> **Try it**
From the data below, retype exactly the lines starting with the one that contains "U+00E9 = 233" and ending with the one that contains "term.mouse_event(release(3, 3, MouseButton::Left), &mut", both included.

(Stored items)

»»

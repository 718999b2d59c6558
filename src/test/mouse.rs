//! Mouse tracking modes, wire encodings, focus reporting, and the
//! input side: key encoding modes and bracketed paste.

use super::new_term;
use crate::input::{VtKey, VtModifier};
use crate::vterm::{MouseButton, MouseEvent, MouseEventKind};

fn press(x: usize, y: usize, button: MouseButton) -> MouseEvent {
    MouseEvent {
        kind: MouseEventKind::Press,
        x,
        y,
        button,
        modifiers: VtModifier::empty(),
    }
}

fn release(x: usize, y: usize, button: MouseButton) -> MouseEvent {
    MouseEvent {
        kind: MouseEventKind::Release,
        x,
        y,
        button,
        modifiers: VtModifier::empty(),
    }
}

#[test]
fn sgr_encoding_press_release() {
    let (mut term, mut host) = new_term(80, 24);
    term.advance_bytes("\x1b[?1000h\x1b[?1006h", &mut host);
    term.mouse_event(press(9, 4, MouseButton::Left), &mut host).unwrap();
    assert_eq!(host.take_out(), b"\x1b[<0;10;5M");
    term.mouse_event(release(9, 4, MouseButton::Left), &mut host).unwrap();
    assert_eq!(host.take_out(), b"\x1b[<0;10;5m");
}

#[test]
fn default_encoding_offsets_by_32() {
    let (mut term, mut host) = new_term(80, 24);
    term.advance_bytes("\x1b[?1000h", &mut host);
    term.mouse_event(press(0, 0, MouseButton::Left), &mut host).unwrap();
    assert_eq!(host.take_out(), vec![0x1b, b'[', b'M', 32, 33, 33]);
    term.mouse_event(release(0, 0, MouseButton::Left), &mut host).unwrap();
    assert_eq!(host.take_out(), vec![0x1b, b'[', b'M', 35, 33, 33]);
}

#[test]
fn urxvt_encoding() {
    let (mut term, mut host) = new_term(80, 24);
    term.advance_bytes("\x1b[?1000h\x1b[?1015h", &mut host);
    term.mouse_event(press(0, 0, MouseButton::Middle), &mut host).unwrap();
    assert_eq!(host.take_out(), b"\x1b[33;1;1M");
}

#[test]
fn utf8_encoding_expands_large_coordinates() {
    let (mut term, mut host) = new_term(210, 24);
    term.advance_bytes("\x1b[?1000h\x1b[?1005h", &mut host);
    term.mouse_event(press(200, 0, MouseButton::Left), &mut host).unwrap();
    // column 201 + 32 = 233 travels as a two-byte UTF-8 sequence
    let mut expect = vec![0x1b, b'[', b'M', 32];
    expect.extend_from_slice("é".as_bytes()); // U+00E9 = 233
    expect.push(33);
    assert_eq!(host.take_out(), expect);
}

#[test]
fn wheel_buttons_report_64_65() {
    let (mut term, mut host) = new_term(80, 24);
    term.advance_bytes("\x1b[?1000h\x1b[?1006h", &mut host);
    term.mouse_event(press(0, 0, MouseButton::WheelUp), &mut host).unwrap();
    term.mouse_event(press(0, 0, MouseButton::WheelDown), &mut host).unwrap();
    assert_eq!(host.take_out(), b"\x1b[<64;1;1M\x1b[<65;1;1M");
}

#[test]
fn modifiers_add_to_button_code() {
    let (mut term, mut host) = new_term(80, 24);
    term.advance_bytes("\x1b[?1000h\x1b[?1006h", &mut host);
    let mut ev = press(0, 0, MouseButton::Left);
    ev.modifiers = VtModifier::SHIFT | VtModifier::CONTROL;
    term.mouse_event(ev, &mut host).unwrap();
    assert_eq!(host.take_out(), b"\x1b[<20;1;1M");
}

#[test]
fn x10_mode_reports_only_presses() {
    let (mut term, mut host) = new_term(80, 24);
    term.advance_bytes("\x1b[?9h", &mut host);
    let mut ev = press(1, 1, MouseButton::Left);
    ev.modifiers = VtModifier::CONTROL; // X10 reporting has no modifiers
    term.mouse_event(ev, &mut host).unwrap();
    assert_eq!(host.take_out(), vec![0x1b, b'[', b'M', 32, 34, 34]);
    term.mouse_event(release(1, 1, MouseButton::Left), &mut host).unwrap();
    assert!(host.take_out().is_empty());
}

#[test]
fn motion_reported_per_mode() {
    let (mut term, mut host) = new_term(80, 24);
    term.advance_bytes("\x1b[?1002h\x1b[?1006h", &mut host);
    let motion = MouseEvent {
        kind: MouseEventKind::Move,
        x: 3,
        y: 3,
        button: MouseButton::None,
        modifiers: VtModifier::empty(),
    };
    // button-event tracking: no report without a held button
    term.mouse_event(motion, &mut host).unwrap();
    assert!(host.take_out().is_empty());
    term.mouse_event(press(2, 2, MouseButton::Left), &mut host).unwrap();
    host.take_out();
    term.mouse_event(motion, &mut host).unwrap();
    assert_eq!(host.take_out(), b"\x1b[<32;4;4M");
    // any-event tracking reports unpressed motion too
    term.mouse_event(release(3, 3, MouseButton::Left), &mut host).unwrap();
    term.advance_bytes("\x1b[?1003h", &mut host);
    host.take_out();
    term.mouse_event(motion, &mut host).unwrap();
    assert_eq!(host.take_out(), b"\x1b[<35;4;4M");
}

#[test]
fn focus_events() {
    let (mut term, mut host) = new_term(80, 24);
    term.set_has_focus(true, &mut host);
    assert!(host.take_out().is_empty());
    term.advance_bytes("\x1b[?1004h", &mut host);
    term.set_has_focus(true, &mut host);
    assert_eq!(host.take_out(), b"\x1b[I");
    term.set_has_focus(false, &mut host);
    assert_eq!(host.take_out(), b"\x1b[O");
}

#[test]
fn cursor_key_mode_switches_encoding() {
    let (mut term, mut host) = new_term(80, 24);
    term.key_down(VtKey::Up, VtModifier::empty(), &mut host).unwrap();
    assert_eq!(host.take_out(), b"\x1b[A");
    term.advance_bytes("\x1b[?1h", &mut host);
    term.key_down(VtKey::Up, VtModifier::empty(), &mut host).unwrap();
    assert_eq!(host.take_out(), b"\x1bOA");
}

#[test]
fn keypad_application_mode_via_escape() {
    let (mut term, mut host) = new_term(80, 24);
    term.advance_bytes("\x1b=", &mut host);
    term.key_down(VtKey::Kp0, VtModifier::empty(), &mut host).unwrap();
    assert_eq!(host.take_out(), b"\x1bOp");
    term.advance_bytes("\x1b>", &mut host);
    term.key_down(VtKey::Kp0, VtModifier::empty(), &mut host).unwrap();
    assert_eq!(host.take_out(), b"0");
}

#[test]
fn bracketed_paste_frames_content() {
    let (mut term, mut host) = new_term(80, 24);
    term.paste("plain\n", &mut host).unwrap();
    assert_eq!(host.take_out(), b"plain\r");
    term.advance_bytes("\x1b[?2004h", &mut host);
    term.paste("two\nlines", &mut host).unwrap();
    assert_eq!(host.take_out(), b"\x1b[200~two\rlines\x1b[201~");
}

#[test]
fn keyboard_lock_suppresses_input() {
    let (mut term, mut host) = new_term(80, 24);
    term.advance_bytes("\x1b[2h", &mut host);
    term.key_down(VtKey::Return, VtModifier::empty(), &mut host).unwrap();
    term.send_char('x', VtModifier::empty(), &mut host).unwrap();
    assert!(host.take_out().is_empty());
    term.advance_bytes("\x1b[2l", &mut host);
    term.send_char('x', VtModifier::empty(), &mut host).unwrap();
    assert_eq!(host.take_out(), b"x");
}

#[test]
fn modify_other_keys_via_xtmodkeys() {
    let (mut term, mut host) = new_term(80, 24);
    term.advance_bytes("\x1b[>4;2m", &mut host);
    term.send_char('c', VtModifier::CONTROL, &mut host).unwrap();
    assert_eq!(host.take_out(), b"\x1b[27;5;99~");
    term.advance_bytes("\x1b[>4;0m", &mut host);
    term.send_char('c', VtModifier::CONTROL, &mut host).unwrap();
    assert_eq!(host.take_out(), b"\x03");
}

««

> **Exercise answer**
    expect.extend_from_slice("é".as_bytes()); // U+00E9 = 233
    expect.push(33);
    assert_eq!(host.take_out(), expect);
}

#[test]
fn wheel_buttons_report_64_65() {
    let (mut term, mut host) = new_term(80, 24);
    term.advance_bytes("\x1b[?1000h\x1b[?1006h", &mut host);
    term.mouse_event(press(0, 0, MouseButton::WheelUp), &mut host).unwrap();
    term.mouse_event(press(0, 0, MouseButton::WheelDown), &mut host).unwrap();
    assert_eq!(host.take_out(), b"\x1b[<64;1;1M\x1b[<65;1;1M");
}

#[test]
fn modifiers_add_to_button_code() {
    let (mut term, mut host) = new_term(80, 24);
    term.advance_bytes("\x1b[?1000h\x1b[?1006h", &mut host);
    let mut ev = press(0, 0, MouseButton::Left);
    ev.modifiers = VtModifier::SHIFT | VtModifier::CONTROL;
    term.mouse_event(ev, &mut host).unwrap();
    assert_eq!(host.take_out(), b"\x1b[<20;1;1M");
}

#[test]
fn x10_mode_reports_only_presses() {
    let (mut term, mut host) = new_term(80, 24);
    term.advance_bytes("\x1b[?9h", &mut host);
    let mut ev = press(1, 1, MouseButton::Left);
    ev.modifiers = VtModifier::CONTROL; // X10 reporting has no modifiers
    term.mouse_event(ev, &mut host).unwrap();
    assert_eq!(host.take_out(), vec![0x1b, b'[', b'M', 32, 34, 34]);
    term.mouse_event(release(1, 1, MouseButton::Left), &mut host).unwrap();
    assert!(host.take_out().is_empty());
}

#[test]
fn motion_reported_per_mode() {
    let (mut term, mut host) = new_term(80, 24);
    term.advance_bytes("\x1b[?1002h\x1b[?1006h", &mut host);
    let motion = MouseEvent {
        kind: MouseEventKind::Move,
        x: 3,
        y: 3,
        button: MouseButton::None,
        modifiers: VtModifier::empty(),
    };
    // button-event tracking: no report without a held button
    term.mouse_event(motion, &mut host).unwrap();
    assert!(host.take_out().is_empty());
    term.mouse_event(press(2, 2, MouseButton::Left), &mut host).unwrap();
    host.take_out();
    term.mouse_event(motion, &mut host).unwrap();
    assert_eq!(host.take_out(), b"\x1b[<32;4;4M");
    // any-event tracking reports unpressed motion too
    term.mouse_event(release(3, 3, MouseButton::Left), &mut host).unwrap();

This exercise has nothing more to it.